Write out each line from the data below that includes the word "InvalidOperation".

* * *

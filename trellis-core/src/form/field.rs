//! Form field state.

use serde::{Deserialize, Serialize};
use serde_json::Value;

use super::rule::ValidationRule;

/// Input kind of a field. Decides the default value.
#[derive(Debug, Clone, Copy, Default, PartialEq, Eq, Hash, Serialize, Deserialize)]
#[serde(rename_all = "lowercase")]
pub enum FieldType {
    #[default]
    Text,
    Email,
    Password,
    Number,
    Textarea,
    Select,
    Checkbox,
    Radio,
}

impl FieldType {
    /// Value of a field that has not been given one.
    pub fn default_value(self) -> Value {
        match self {
            FieldType::Checkbox => Value::Bool(false),
            FieldType::Number => Value::from(0),
            _ => Value::String(String::new()),
        }
    }
}

/// One choice of a select or radio field.
#[derive(Debug, Clone, PartialEq, Serialize, Deserialize)]
pub struct FieldOption {
    pub value: Value,
    pub label: String,
}

impl FieldOption {
    pub fn new(value: impl Into<Value>, label: impl Into<String>) -> Self {
        Self {
            value: value.into(),
            label: label.into(),
        }
    }
}

/// A field: its value, presentation metadata and validation state.
#[derive(Debug, Clone)]
pub struct FormField {
    pub name: String,
    pub field_type: FieldType,
    pub value: Value,
    pub label: Option<String>,
    pub placeholder: Option<String>,
    pub options: Vec<FieldOption>,
    pub rule: Option<ValidationRule>,
    /// Current error. Filled in by [`Form::fields`](super::Form::fields).
    pub error: Option<String>,
    pub touched: bool,
}

impl FormField {
    pub fn new(name: impl Into<String>, field_type: FieldType) -> Self {
        Self {
            name: name.into(),
            field_type,
            value: field_type.default_value(),
            label: None,
            placeholder: None,
            options: Vec::new(),
            rule: None,
            error: None,
            touched: false,
        }
    }

    pub fn value(mut self, value: impl Into<Value>) -> Self {
        self.value = value.into();
        self
    }

    pub fn label(mut self, label: impl Into<String>) -> Self {
        self.label = Some(label.into());
        self
    }

    pub fn placeholder(mut self, placeholder: impl Into<String>) -> Self {
        self.placeholder = Some(placeholder.into());
        self
    }

    pub fn option(mut self, option: FieldOption) -> Self {
        self.options.push(option);
        self
    }

    pub fn rule(mut self, rule: ValidationRule) -> Self {
        self.rule = Some(rule);
        self
    }

    /// Run the field's rule against its current value.
    pub fn validate(&self) -> Option<String> {
        self.rule.as_ref().and_then(|rule| rule.validate(&self.value))
    }
}

#[cfg(test)]
mod tests {
    use super::*;
    use serde_json::json;

    #[test]
    fn default_values_follow_type() {
        assert_eq!(FormField::new("a", FieldType::Checkbox).value, json!(false));
        assert_eq!(FormField::new("b", FieldType::Number).value, json!(0));
        assert_eq!(FormField::new("c", FieldType::Email).value, json!(""));
    }

    #[test]
    fn field_type_serializes_lowercase() {
        assert_eq!(serde_json::to_string(&FieldType::Textarea).unwrap(), "\"textarea\"");
        let parsed: FieldType = serde_json::from_str("\"radio\"").unwrap();
        assert_eq!(parsed, FieldType::Radio);
    }

    #[test]
    fn builder_sets_metadata() {
        let field = FormField::new("size", FieldType::Select)
            .label("Size")
            .placeholder("Pick one")
            .option(FieldOption::new("s", "Small"))
            .option(FieldOption::new("l", "Large"))
            .value("s");

        assert_eq!(field.label.as_deref(), Some("Size"));
        assert_eq!(field.options.len(), 2);
        assert_eq!(field.value, json!("s"));
        assert!(!field.touched);
    }

    #[test]
    fn validate_without_rule_passes() {
        assert_eq!(FormField::new("x", FieldType::Text).validate(), None);
        let field = FormField::new("x", FieldType::Text).rule(ValidationRule::new().required());
        assert_eq!(field.validate().as_deref(), Some("This field is required"));
    }
}
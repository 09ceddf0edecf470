//! Stores
//!
//! A store is a signal with its own subscriber list and a `set` that can be
//! wrapped by middleware. Stores are the unit of shared application state.
//!
//! # Layers
//!
//! - [`SignalStore`] owns exactly one [`Signal`] and is the base of every
//!   stack.
//! - [`Selector`] is a read-only store derived from another store.
//! - [`Logged`] and [`Persisted`] wrap any store and intercept `set`.
//!
//! Every layer implements [`Store`], so middleware composes:
//!
//! ```rust
//! use trellis_core::store::{create_store, with_logging, with_persistence, MemoryStorage, Store};
//!
//! let storage = MemoryStorage::new();
//! let cart = with_logging(with_persistence(create_store(0u32), "cart", storage.clone()));
//! cart.set(3).unwrap();
//! assert_eq!(storage.raw("cart").as_deref(), Some("3"));
//! ```

mod middleware;
mod selector;
mod storage;

use std::sync::Arc;

use crate::error::InvalidOperation;
use crate::reactive::{untracked, Signal, Subscriber, SubscriberSet, Unsubscribe};

pub use middleware::{with_logging, with_persistence, Logged, Persisted};
pub use selector::{create_selector, Selector};
pub use storage::{KeyValueStorage, MemoryStorage};

/// Common interface of stores and store middleware.
pub trait Store: Send + Sync {
    type Value: Clone + Send + Sync + 'static;

    /// Read the current value. Tracked inside effects and memos.
    fn get(&self) -> Self::Value;

    /// Replace the value.
    ///
    /// Fails only for read-only stores.
    fn set(&self, value: Self::Value) -> Result<(), InvalidOperation>;

    /// Register a callback invoked with the new value after each change.
    fn subscribe<F>(&self, callback: F) -> Unsubscribe
    where
        F: Fn(&Self::Value) + Send + Sync + 'static;

    /// Compute the next value from the current one and `set` it.
    ///
    /// Goes through `set`, so middleware sees the update.
    fn update<F>(&self, f: F) -> Result<(), InvalidOperation>
    where
        F: FnOnce(&Self::Value) -> Self::Value,
        Self: Sized,
    {
        let current = untracked(|| self.get());
        self.set(f(&current))
    }
}

/// A store backed by a single signal.
pub struct SignalStore<T>
where
    T: Clone + Send + Sync + 'static,
{
    signal: Signal<T>,
    /// Store-level subscribers, separate from the signal's own set.
    listeners: Arc<SubscriberSet>,
}

impl<T> SignalStore<T>
where
    T: Clone + Send + Sync + 'static,
{
    pub fn new(initial: T) -> Self
    where
        T: PartialEq,
    {
        Self::from_signal(Signal::new(initial))
    }

    /// Wrap an existing signal. The store shares the signal's value.
    pub fn from_signal(signal: Signal<T>) -> Self {
        Self {
            signal,
            listeners: Arc::new(SubscriberSet::new()),
        }
    }

    /// The owned signal.
    pub fn signal(&self) -> &Signal<T> {
        &self.signal
    }

    /// Write the value and notify store subscribers if it changed.
    pub fn replace(&self, value: T) -> bool {
        let changed = self.signal.set(value);
        if changed {
            self.listeners.notify();
        }
        changed
    }

    /// Get the number of store-level subscribers.
    pub fn subscriber_count(&self) -> usize {
        self.listeners.len()
    }
}

impl<T> Store for SignalStore<T>
where
    T: Clone + Send + Sync + 'static,
{
    type Value = T;

    fn get(&self) -> T {
        self.signal.get()
    }

    fn set(&self, value: T) -> Result<(), InvalidOperation> {
        self.replace(value);
        Ok(())
    }

    fn subscribe<F>(&self, callback: F) -> Unsubscribe
    where
        F: Fn(&T) + Send + Sync + 'static,
    {
        let signal = self.signal.clone();
        let subscriber = Subscriber::new(move || {
            let value = signal.get_untracked();
            callback(&value);
        });
        let handle = Unsubscribe::new(&self.listeners, subscriber.id());
        self.listeners.insert(subscriber);
        handle
    }
}

impl<T> Clone for SignalStore<T>
where
    T: Clone + Send + Sync + 'static,
{
    fn clone(&self) -> Self {
        Self {
            signal: self.signal.clone(),
            listeners: Arc::clone(&self.listeners),
        }
    }
}

impl<T> std::fmt::Debug for SignalStore<T>
where
    T: Clone + Send + Sync + std::fmt::Debug + 'static,
{
    fn fmt(&self, f: &mut std::fmt::Formatter<'_>) -> std::fmt::Result {
        f.debug_struct("SignalStore")
            .field("signal", &self.signal)
            .field("subscriber_count", &self.subscriber_count())
            .finish()
    }
}

/// Create a store holding `initial`.
pub fn create_store<T>(initial: T) -> SignalStore<T>
where
    T: Clone + PartialEq + Send + Sync + 'static,
{
    SignalStore::new(initial)
}

/// Split a store into getter and setter closures for view code.
pub fn use_store<S>(
    store: &S,
) -> (
    impl Fn() -> S::Value + Send + Sync + 'static,
    impl Fn(S::Value) -> Result<(), InvalidOperation> + Send + Sync + 'static,
)
where
    S: Store + Clone + 'static,
{
    let reader = store.clone();
    let writer = store.clone();
    (move || reader.get(), move |value| writer.set(value))
}
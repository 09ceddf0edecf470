//! Ready-made validation rules for common field kinds.

use std::sync::OnceLock;

use regex::Regex;
use serde_json::Value;
use tracing::error;
use url::Url;

use super::rule::{as_text, ValidationRule};

const EMAIL_PATTERN: &str = r"^[^\s@]+@[^\s@]+\.[^\s@]+$";
const PHONE_PATTERN: &str = r"^\+?[1-9]\d{0,15}$";
const URL_PATTERN: &str = r"^https?://.+";

/// Compile a preset pattern once. A pattern that fails to compile is logged
/// and the preset falls back to its other checks.
fn compiled(cell: &'static OnceLock<Option<Regex>>, pattern: &str) -> Option<Regex> {
    cell.get_or_init(|| {
        Regex::new(pattern)
            .map_err(|err| error!(pattern, %err, "invalid preset pattern"))
            .ok()
    })
    .clone()
}

fn email_regex() -> Option<Regex> {
    static CELL: OnceLock<Option<Regex>> = OnceLock::new();
    compiled(&CELL, EMAIL_PATTERN)
}

fn phone_regex() -> Option<Regex> {
    static CELL: OnceLock<Option<Regex>> = OnceLock::new();
    compiled(&CELL, PHONE_PATTERN)
}

fn url_regex() -> Option<Regex> {
    static CELL: OnceLock<Option<Regex>> = OnceLock::new();
    compiled(&CELL, URL_PATTERN)
}

fn with_pattern(rule: ValidationRule, regex: Option<Regex>) -> ValidationRule {
    match regex {
        Some(regex) => rule.pattern(regex),
        None => rule,
    }
}

fn mismatches(regex: Option<Regex>, value: &Value) -> bool {
    regex.is_some_and(|regex| !regex.is_match(&as_text(value)))
}

/// Non-empty value.
pub fn required() -> ValidationRule {
    ValidationRule::new().required()
}

/// Required address of the form `local@domain.tld`.
pub fn email() -> ValidationRule {
    with_pattern(ValidationRule::new().required(), email_regex()).custom(|value| {
        mismatches(email_regex(), value).then(|| "Invalid email format".to_string())
    })
}

/// Required password: at least 8 characters with a lowercase letter, an
/// uppercase letter and a digit.
pub fn password() -> ValidationRule {
    ValidationRule::new()
        .required()
        .min_length(8)
        .custom(|value| password_problem(value).map(str::to_string))
}

fn password_problem(value: &Value) -> Option<&'static str> {
    let text = as_text(value);
    if text.chars().count() < 8 {
        Some("Password must be at least 8 characters")
    } else if !text.chars().any(|c| c.is_ascii_lowercase()) {
        Some("Password must contain at least one lowercase letter")
    } else if !text.chars().any(|c| c.is_ascii_uppercase()) {
        Some("Password must contain at least one uppercase letter")
    } else if !text.chars().any(|c| c.is_ascii_digit()) {
        Some("Password must contain at least one number")
    } else {
        None
    }
}

/// Optional international phone number: up to 16 digits, optional `+`.
pub fn phone() -> ValidationRule {
    with_pattern(ValidationRule::new(), phone_regex()).custom(|value| {
        mismatches(phone_regex(), value).then(|| "Invalid phone number".to_string())
    })
}

/// Optional absolute `http`/`https` URL.
pub fn url() -> ValidationRule {
    with_pattern(ValidationRule::new(), url_regex()).custom(|value| {
        Url::parse(&as_text(value))
            .err()
            .map(|_| "Invalid URL".to_string())
    })
}
//! Forms
//!
//! Validation-driven form state built on signals and effects. Field values
//! are `serde_json::Value`s so one form can mix text, numbers, booleans and
//! lists; rules decide what each field accepts.
//!
//! Validation failures are data, not errors: they live in
//! [`Form::errors`] and drive [`Form::is_valid`].

mod config;
mod engine;
mod field;
mod rule;
pub mod rules;

pub use config::{Errors, FormConfig, Values};
pub use engine::{create_form, Form, SubmitOutcome};
pub use field::{FieldOption, FieldType, FormField};
pub use rule::{CustomCheck, ValidationRule};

* * *

- **OUTPUT OF THE TASK**
use crate::error::InvalidOperation;
    fn set(&self, value: Self::Value) -> Result<(), InvalidOperation>;
    fn update<F>(&self, f: F) -> Result<(), InvalidOperation>
    fn set(&self, value: T) -> Result<(), InvalidOperation> {
    impl Fn(S::Value) -> Result<(), InvalidOperation> + Send + Sync + 'static,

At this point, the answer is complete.